74 Alludo ai “casi” sollevati dalle leggi sul diritto allo studio della Lombardia, del Veneto, del Piemonte, della Liguria, dell’Emilia Romagna
(dirette alla costituzione di un servizio scolastico integrato pubblico privato); alle decisioni della Corte costituzionale (Emilia Romagna); ai
rinvii o alle osservazioni del commissario del governo presso la regione (Lombardia e Veneto); al ricorso instaurato davanti alla Corte
costituzionale e poi ritirato dal governo (Lombardia); alla richiesta di referendum abrogativi nazionali e regionali, alla loro celebrazione a
livello regionale (Veneto e Liguria).
75 Così è nella prima legge regionale adottata a Costituzione variata, la L.R. n. 12 del 30 giugno 2003 dell’Emilia Romagna, recante Norme
per l’uguaglianza delle opportunità di accesso al sapere, per ognuno e per tutto l’arco della vita, attraverso il rafforzamento dell’istruzione e della formazione
professionale, anche in integrazione tra di loro.

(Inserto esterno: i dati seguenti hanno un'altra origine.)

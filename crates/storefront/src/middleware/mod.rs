//! HTTP middleware stack for the storefront.
//!
//! # Middleware Order (bottom to top in Router)
//!
//! 1. Sentry layers (capture errors, added in `main`)
//! 2. `TraceLayer` (request span from [`RequestSpan`])
//! 3. Request ID (recorded into the request span)

pub mod request_id;

pub use request_id::{REQUEST_ID_HEADER, request_id_middleware};

use axum::http::Request;
use tower_http::trace::MakeSpan;
use tracing::Span;

/// Builds the per-request span with an empty `request_id` field that
/// [`request_id_middleware`] fills in.
#[derive(Debug, Clone, Copy, Default)]
pub struct RequestSpan;

impl<B> MakeSpan<B> for RequestSpan {
    fn make_span(&mut self, request: &Request<B>) -> Span {
        tracing::info_span!(
            "http_request",
            method = %request.method(),
            uri = %request.uri(),
            request_id = tracing::field::Empty,
        )
    }
}
//! Simulated order progress.
//!
//! A linear state machine over [`OrderStage::ALL`]: it starts at
//! [`OrderStage::Confirmed`], moves one stage per tick and stops at
//! [`OrderStage::Delivered`]. The timer that drives it lives in the
//! storefront.

use serde::Serialize;

use crate::types::OrderStage;

/// Estimated delivery text shown until the order arrives.
pub const ESTIMATED_DELIVERY: &str = "20-25 mins";

/// Estimated delivery text once the order has arrived.
pub const DELIVERED_TEXT: &str = "Delivered!";

/// One row of the stage list shown to the customer.
#[derive(Debug, Clone, PartialEq, Eq, Serialize)]
pub struct StageStatus {
    pub stage: OrderStage,
    pub title: &'static str,
    pub description: &'static str,
    pub icon: &'static str,
    pub color: &'static str,
    /// Whether this stage has been reached.
    pub completed: bool,
}

/// Progress of one order through the stages.
#[derive(Debug, Clone, Copy, PartialEq, Eq, Default)]
pub struct OrderProgress {
    current: OrderStage,
}

impl OrderProgress {
    #[must_use]
    pub fn new() -> Self {
        Self::default()
    }

    #[must_use]
    pub const fn current(&self) -> OrderStage {
        self.current
    }

    /// Move to the next stage.
    ///
    /// Returns `false` without changing anything once delivered.
    pub fn advance(&mut self) -> bool {
        match self.current.next() {
            Some(next) => {
                self.current = next;
                true
            }
            None => false,
        }
    }

    #[must_use]
    pub fn is_delivered(&self) -> bool {
        self.current == OrderStage::Delivered
    }

    /// Progress from `0.0` (just confirmed) to `1.0` (delivered).
    #[must_use]
    pub fn fraction(&self) -> f64 {
        #[allow(clippy::cast_precision_loss)] // at most four stages
        let last = (OrderStage::ALL.len() - 1) as f64;
        #[allow(clippy::cast_precision_loss)]
        let current = self.current.index() as f64;
        current / last
    }

    /// Every stage with its `completed` flag.
    #[must_use]
    pub fn stages(&self) -> Vec<StageStatus> {
        OrderStage::ALL
            .iter()
            .map(|&stage| StageStatus {
                stage,
                title: stage.title(),
                description: stage.description(),
                icon: stage.icon(),
                color: stage.color(),
                completed: stage.index() <= self.current.index(),
            })
            .collect()
    }

    #[must_use]
    pub fn estimated_delivery(&self) -> &'static str {
        if self.is_delivered() {
            DELIVERED_TEXT
        } else {
            ESTIMATED_DELIVERY
        }
    }
}
//! Favorites route handlers.

use axum::{
    Json,
    extract::{Path, State, rejection::PathRejection},
};
use quickbite_core::{FoodItem, FoodItemId};
use serde::Serialize;
use tracing::instrument;

use crate::error::{AppError, Result};
use crate::state::AppState;

/// The customer's favorites, resolved against the catalog.
#[derive(Debug, Serialize)]
pub struct FavoritesView {
    pub ids: Vec<FoodItemId>,
    pub items: Vec<FoodItem>,
}

/// Result of toggling one favorite.
#[derive(Debug, Serialize)]
#[serde(rename_all = "camelCase")]
pub struct FavoriteToggled {
    pub item_id: FoodItemId,
    pub is_favorite: bool,
}

/// List favorites.
///
/// IDs no longer present in the catalog are listed in `ids` but have no
/// entry in `items`.
pub async fn index(State(state): State<AppState>) -> Json<FavoritesView> {
    let ids: Vec<FoodItemId> = state.cart().favorites().into_iter().collect();
    let items = ids
        .iter()
        .filter_map(|&id| state.catalog().item(id).cloned())
        .collect();
    Json(FavoritesView { ids, items })
}

/// Toggle one item in or out of favorites.
#[instrument(skip(state))]
pub async fn toggle(
    State(state): State<AppState>,
    item_id: std::result::Result<Path<FoodItemId>, PathRejection>,
) -> Result<Json<FavoriteToggled>> {
    let Path(item_id) = item_id?;
    if state.catalog().item(item_id).is_none() {
        return Err(AppError::NotFound(format!("food item {item_id}")));
    }

    state.cart().toggle_favorite(item_id);
    Ok(Json(FavoriteToggled {
        item_id,
        is_favorite: state.cart().is_favorite(item_id),
    }))
}
//! Merging newly detected groups into the dataset
//!
//! An incoming group joins an existing group for the same track when their
//! spans overlap; occurrences are deduplicated by upstream play id so that
//! rescanning a window never duplicates anything.

use super::classify::classify;
use doubleplay_common::{DoublePlayGroup, DoublePlayOccurrence};

/// What a merge did
#[derive(Debug, Clone, Copy, Default, PartialEq, Eq)]
pub struct MergeSummary {
    /// Groups appended as new
    pub added: usize,
    /// Groups folded into an existing one
    pub merged: usize,
    /// Occurrences that were not already known
    pub new_occurrences: usize,
}

/// Merge `incoming` into `existing` in place
pub fn merge_groups(
    existing: &mut Vec<DoublePlayGroup>,
    incoming: Vec<DoublePlayGroup>,
) -> MergeSummary {
    let mut summary = MergeSummary::default();

    for group in incoming {
        match existing.iter_mut().find(|g| overlaps(g, &group)) {
            Some(target) => {
                summary.merged += 1;
                summary.new_occurrences += absorb(target, group);
            }
            None => {
                summary.added += 1;
                summary.new_occurrences += group.plays.len();
                existing.push(group);
            }
        }
    }

    summary
}

/// Same track and intersecting time spans
fn overlaps(a: &DoublePlayGroup, b: &DoublePlayGroup) -> bool {
    if !a.same_track(b) {
        return false;
    }
    match (a.span(), b.span()) {
        (Some((start_a, end_a)), Some((start_b, end_b))) => start_a <= end_b && end_a >= start_b,
        _ => false,
    }
}

/// Fold `incoming` into `target`; returns the number of occurrences added
fn absorb(target: &mut DoublePlayGroup, incoming: DoublePlayGroup) -> usize {
    let mut added = 0;

    for occurrence in incoming.plays {
        match target
            .plays
            .iter_mut()
            .find(|o| o.play_id == occurrence.play_id)
        {
            Some(known) => backfill_end(known, &occurrence),
            None => {
                target.plays.push(occurrence);
                added += 1;
            }
        }
    }

    target.plays.sort_by_key(|o| o.timestamp);

    if target.dj.is_none() {
        target.dj = incoming.dj;
    }
    if target.show.is_none() {
        target.show = incoming.show;
    }

    target.classification = classify(&target.plays);
    added
}

/// A later scan may know where a play ended when the earlier one did not
fn backfill_end(known: &mut DoublePlayOccurrence, other: &DoublePlayOccurrence) {
    if known.end_timestamp.is_none() {
        if let Some(end) = other.end_timestamp {
            known.set_end(end);
        }
    }
    if known.play.is_none() {
        known.play = other.play.clone();
    }
}
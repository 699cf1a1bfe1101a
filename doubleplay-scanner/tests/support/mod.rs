//! In-memory collaborators for scan queue tests
#![allow(dead_code)]

use async_trait::async_trait;
use chrono::{DateTime, Duration, TimeZone, Utc};
use doubleplay_common::{DatasetWindow, Error, PlayEvent, PlayKind, Result};
use doubleplay_scanner::error::UpstreamError;
use doubleplay_scanner::services::{DatasetStore, PlaylistSource, UpstreamHealth};
use std::sync::atomic::{AtomicBool, AtomicU32, AtomicU64, Ordering};
use std::sync::{Arc, Mutex};
use tokio::sync::{Notify, Semaphore};

/// Fixed reference instant for deterministic windows
pub fn at(minutes: i64) -> DateTime<Utc> {
    Utc.with_ymd_and_hms(2024, 3, 1, 0, 0, 0).unwrap() + Duration::minutes(minutes)
}

pub fn track(id: i64, minutes: i64, artist: &str, title: &str) -> PlayEvent {
    PlayEvent {
        id,
        airdate: at(minutes),
        kind: PlayKind::Track,
        artist: artist.to_string(),
        title: title.to_string(),
        album: None,
        show_id: Some(7),
        host_id: None,
        dj: None,
        show_name: None,
    }
}

pub fn airbreak(id: i64, minutes: i64) -> PlayEvent {
    PlayEvent {
        id,
        airdate: at(minutes),
        kind: PlayKind::NonMusic,
        artist: String::new(),
        title: String::new(),
        album: None,
        show_id: None,
        host_id: None,
        dj: None,
        show_name: None,
    }
}

/// Playlist serving a fixed set of plays over `[start, end)`
#[derive(Default)]
pub struct FakePlaylist {
    plays: Mutex<Vec<PlayEvent>>,
    fail_next: AtomicU32,
    always_fail: AtomicBool,
    consecutive_failures: AtomicU32,
    requests: AtomicU64,
    fetches: Mutex<Vec<(DateTime<Utc>, DateTime<Utc>)>>,
    enrichments: AtomicU64,
    gate: Mutex<Option<Arc<Semaphore>>>,
    entered: Notify,
}

impl FakePlaylist {
    pub fn with_plays(plays: Vec<PlayEvent>) -> Self {
        let fake = Self::default();
        *fake.plays.lock().unwrap() = plays;
        fake
    }

    /// Fail the next `count` fetches
    pub fn fail_next(&self, count: u32) {
        self.fail_next.store(count, Ordering::SeqCst);
    }

    pub fn fail_always(&self) {
        self.always_fail.store(true, Ordering::SeqCst);
    }

    pub fn fetches(&self) -> Vec<(DateTime<Utc>, DateTime<Utc>)> {
        self.fetches.lock().unwrap().clone()
    }

    pub fn enrichments(&self) -> u64 {
        self.enrichments.load(Ordering::SeqCst)
    }

    /// Hold every fetch until a permit is added to the returned semaphore
    pub fn gate(&self) -> Arc<Semaphore> {
        let gate = Arc::new(Semaphore::new(0));
        *self.gate.lock().unwrap() = Some(gate.clone());
        gate
    }

    /// Resolves once a fetch has been entered
    pub async fn fetch_started(&self) {
        self.entered.notified().await;
    }
}

#[async_trait]
impl PlaylistSource for FakePlaylist {
    async fn fetch_events(
        &self,
        start: DateTime<Utc>,
        end: DateTime<Utc>,
    ) -> std::result::Result<Vec<PlayEvent>, UpstreamError> {
        self.requests.fetch_add(1, Ordering::SeqCst);
        self.fetches.lock().unwrap().push((start, end));
        self.entered.notify_one();

        let gate = self.gate.lock().unwrap().clone();
        if let Some(gate) = gate {
            gate.acquire().await.unwrap().forget();
        }

        let scheduled_failure = self
            .fail_next
            .fetch_update(Ordering::SeqCst, Ordering::SeqCst, |n| n.checked_sub(1))
            .is_ok();
        if scheduled_failure || self.always_fail.load(Ordering::SeqCst) {
            self.consecutive_failures.fetch_add(1, Ordering::SeqCst);
            return Err(UpstreamError::Network("connection reset".to_string()));
        }

        self.consecutive_failures.store(0, Ordering::SeqCst);
        Ok(self
            .plays
            .lock()
            .unwrap()
            .iter()
            .filter(|p| p.airdate >= start && p.airdate < end)
            .cloned()
            .collect())
    }

    async fn enrich_show_info(&self, mut event: PlayEvent) -> PlayEvent {
        self.enrichments.fetch_add(1, Ordering::SeqCst);
        if event.show_id.is_some() {
            event.dj = Some("Fake Host".to_string());
            event.show_name = Some("Fake Show".to_string());
        }
        event
    }

    fn health_status(&self) -> UpstreamHealth {
        UpstreamHealth::from_failures(self.consecutive_failures.load(Ordering::SeqCst))
    }

    fn request_count(&self) -> u64 {
        self.requests.load(Ordering::SeqCst)
    }
}

/// Store keeping every saved snapshot in memory
pub struct MemoryStore {
    initial: DatasetWindow,
    saved: Mutex<Vec<DatasetWindow>>,
    fail_saves: AtomicBool,
}

impl MemoryStore {
    pub fn new(initial: DatasetWindow) -> Self {
        Self {
            initial,
            saved: Mutex::new(Vec::new()),
            fail_saves: AtomicBool::new(false),
        }
    }

    pub fn failing(initial: DatasetWindow) -> Self {
        let store = Self::new(initial);
        store.fail_saves.store(true, Ordering::SeqCst);
        store
    }

    pub fn saves(&self) -> Vec<DatasetWindow> {
        self.saved.lock().unwrap().clone()
    }
}

#[async_trait]
impl DatasetStore for MemoryStore {
    async fn load(&self) -> Result<DatasetWindow> {
        Ok(self
            .saved
            .lock()
            .unwrap()
            .last()
            .cloned()
            .unwrap_or_else(|| self.initial.clone()))
    }

    async fn save(&self, dataset: &DatasetWindow) -> Result<()> {
        dataset.validate()?;
        if self.fail_saves.load(Ordering::SeqCst) {
            return Err(Error::Validation("disk says no".to_string()));
        }
        self.saved.lock().unwrap().push(dataset.clone());
        Ok(())
    }
}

76 Art. 117, comma 2, lett. m), Cost..
77 D’altro canto, come è stato rilevato (da L. Antonini, Il regionalismo differenziato, Milano, 2000, 3), “il paradosso del metodo implicato nel
regionalismo dell’uniformità è stato quello di non essere riuscito, nonostante vari decenni di applicazione, a garantire l’unificazione delle
condizioni di vita del Paese”, mentre (p. 94) “la convinzione che l’eguaglianza richieda l’uniformità o che tra federalismo e stato-sociale
esista un conflitto insanabile può risultare smentita dalla possibilità di creare forme di risposta alle necessità sociali più efficaci di quelle
ipotizzabili in base ad una politica uniforme su tutto il territorio nazionale”; v. anche G. Pitruzzella, Il pluralismo della scuola e nella scuola, in
Studi in onore di F. Benvenuti, IV, Modena, 1996, p. 1382, il quale riassume il quadro constatando che “ormai è normalmente riconosciuto
che le politiche pubbliche nel campo dell’istruzione non sono state in grado di produrre effettiva eguaglianza di opportunità”.
12
9. FINE
Avendo assecondato la suggestione dei principi ed il fascino delle loro potenzialità, mi pare giusto
concludere guardando alle nuove norme costituzionali sulla scuola come a norme – con lo stesso sguardo che fu
di Umberto Pototschnig – che non già fissano l’ordinamento della scuola, ma che, in modo dinamico, sono dirette a
fissare le condizioni per lo sviluppo della scuola.
Nessuno è o deve sentirsi escluso, posto che, in definitiva, il punto (l’obiettivo) non è tanto di allocare o
gestire competenze, quanto di predisporre un servizio finalizzato - leggo l’esordio dell’art. 1 della L. n. 53/2003 –
“a favorire la crescita e la valorizzazione della persona umana”.